(Saved entries)

____

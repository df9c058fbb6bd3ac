//! Estimate variance components over one or more kernels.
//!
//! genvar greml --pheno-file pheno.txt --pheno-col y --kernel grm.mtx --out fit

use std::fmt::Write as _;
use std::path::PathBuf;

use anyhow::{bail, Result};
use clap::Args;
use serde_json::json;
use tracing::{info, warn};

use genvar_core::reml::{AiReml, ExternalReml, RemlConfig, VarianceEstimator};
use genvar_geno::kernel_io::read_kernel;
use genvar_geno::sample::intersect_samples;
use genvar_linalg::DenseMatrix;

use super::{load_phenotypes, matrix_rows, split_list, with_suffix, write_json, PhenoArgs};

#[derive(Args)]
pub struct GremlArgs {
    #[command(flatten)]
    pheno: PhenoArgs,

    /// Kernel files (.mtx with .mtx.ids.txt); repeat for several kernels
    #[arg(long = "kernel", required = true)]
    kernels: Vec<PathBuf>,

    /// Starting variance components, comma-separated (k kernels + residual)
    #[arg(long)]
    init_theta: Option<String>,

    /// Maximum AI-REML iterations
    #[arg(long, default_value = "100")]
    max_iter: usize,

    /// Convergence tolerance on the largest variance component change
    #[arg(long, default_value = "1e-5")]
    tol: f64,

    /// External REML executable (in-process AI-REML when absent)
    #[arg(long)]
    external: Option<PathBuf>,

    /// Work directory for the external executable
    #[arg(long, default_value = "genvar_reml_work")]
    work_dir: PathBuf,

    /// Output prefix; writes <out>.reml.json and <out>.blup.txt
    #[arg(long)]
    out: PathBuf,
}

/// Phenotypes and kernels restricted to the individuals they share.
pub struct RemlInputs {
    pub ids: Vec<String>,
    pub y: Vec<f64>,
    pub x: Option<DenseMatrix>,
    pub kernels: Vec<DenseMatrix>,
}

pub fn load_reml_inputs(pheno: &PhenoArgs, kernel_paths: &[PathBuf]) -> Result<RemlInputs> {
    let phenos = load_phenotypes(pheno)?;
    let pheno_ids = phenos.ids();

    let mut kernels = Vec::with_capacity(kernel_paths.len());
    let mut kernel_ids = Vec::with_capacity(kernel_paths.len());
    for path in kernel_paths {
        let (k, ids) = read_kernel(path)?;
        info!("Kernel {}: {} individuals", path.display(), ids.len());
        kernels.push(k);
        kernel_ids.push(ids);
    }

    let mut sources: Vec<&[String]> = vec![pheno_ids.as_slice()];
    sources.extend(kernel_ids.iter().map(Vec::as_slice));
    let shared = intersect_samples(&sources);
    if shared.ids.len() < 2 {
        bail!(
            "Only {} individuals shared between phenotypes and kernels",
            shared.ids.len()
        );
    }
    info!("{} individuals shared by phenotypes and all kernels", shared.ids.len());

    let (y, x) = phenos.select(&shared.indices[0]);
    let kernels = kernels
        .iter()
        .zip(&shared.indices[1..])
        .map(|(k, idx)| k.select(idx, idx))
        .collect();
    Ok(RemlInputs {
        ids: shared.ids,
        y,
        x,
        kernels,
    })
}

pub fn parse_theta(s: Option<&str>) -> Result<Option<Vec<f64>>> {
    s.map(|s| {
        split_list(s)
            .iter()
            .map(|t| t.parse::<f64>().map_err(|e| anyhow::anyhow!("Bad theta '{}': {}", t, e)))
            .collect()
    })
    .transpose()
}

pub fn run(args: GremlArgs) -> Result<()> {
    info!("=== genvar greml ===");
    let inputs = load_reml_inputs(&args.pheno, &args.kernels)?;
    let init_theta = parse_theta(args.init_theta.as_deref())?;
    let config = RemlConfig {
        max_iter: args.max_iter,
        tol: args.tol,
        ..Default::default()
    };

    let estimator: Box<dyn VarianceEstimator> = match &args.external {
        Some(exe) => Box::new(ExternalReml {
            threads: rayon::current_num_threads(),
            config: config.clone(),
            ..ExternalReml::new(exe, &args.work_dir)
        }),
        None => Box::new(AiReml::new(config.clone())),
    };
    let fit = estimator.estimate(
        &inputs.y,
        inputs.x.as_ref(),
        &inputs.kernels,
        init_theta.as_deref(),
    )?;
    if !fit.converged {
        warn!(
            "REML stopped after {} iterations without converging; estimates are provisional",
            fit.iterations
        );
    }

    let summary = json!({
        "n": inputs.ids.len(),
        "kernels": args.kernels,
        "theta": fit.theta,
        "theta_cov": matrix_rows(&fit.theta_cov),
        "log_likelihood": fit.log_likelihood,
        "fixed_effects": fit.fixed_effects,
        "fixed_effect_cov": matrix_rows(&fit.fixed_effect_cov),
        "trace_pg": fit.trace_pg,
        "trace_vg": fit.trace_vg,
        "iterations": fit.iterations,
        "final_delta": fit.final_delta,
        "converged": fit.converged,
    });
    write_json(&summary, &with_suffix(&args.out, ".reml.json"))?;

    let mut table = String::from("IID\ty\tfitted\tpredicted\tresidual");
    for k in 0..fit.random_effects.len() {
        let _ = write!(table, "\tu{}", k + 1);
    }
    table.push('\n');
    for (i, id) in inputs.ids.iter().enumerate() {
        let _ = write!(
            table,
            "{}\t{}\t{}\t{}\t{}",
            id, inputs.y[i], fit.fitted[i], fit.predicted[i], fit.residuals[i]
        );
        for u in &fit.random_effects {
            let _ = write!(table, "\t{}", u[i]);
        }
        table.push('\n');
    }
    let blup_path = with_suffix(&args.out, ".blup.txt");
    std::fs::write(&blup_path, table)?;

    info!(
        "theta = {:?}, llik = {:.4}, {} iterations",
        fit.theta, fit.log_likelihood, fit.iterations
    );
    Ok(())
}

____

:: TASK DETAILS ::
For each line of the entries that includes "String", show that line.

:: EXPECTED ANSWER ::
    init_theta: Option<String>,
    pub ids: Vec<String>,
    let mut sources: Vec<&[String]> = vec![pheno_ids.as_slice()];
    let mut table = String::from("IID\ty\tfitted\tpredicted\tresidual");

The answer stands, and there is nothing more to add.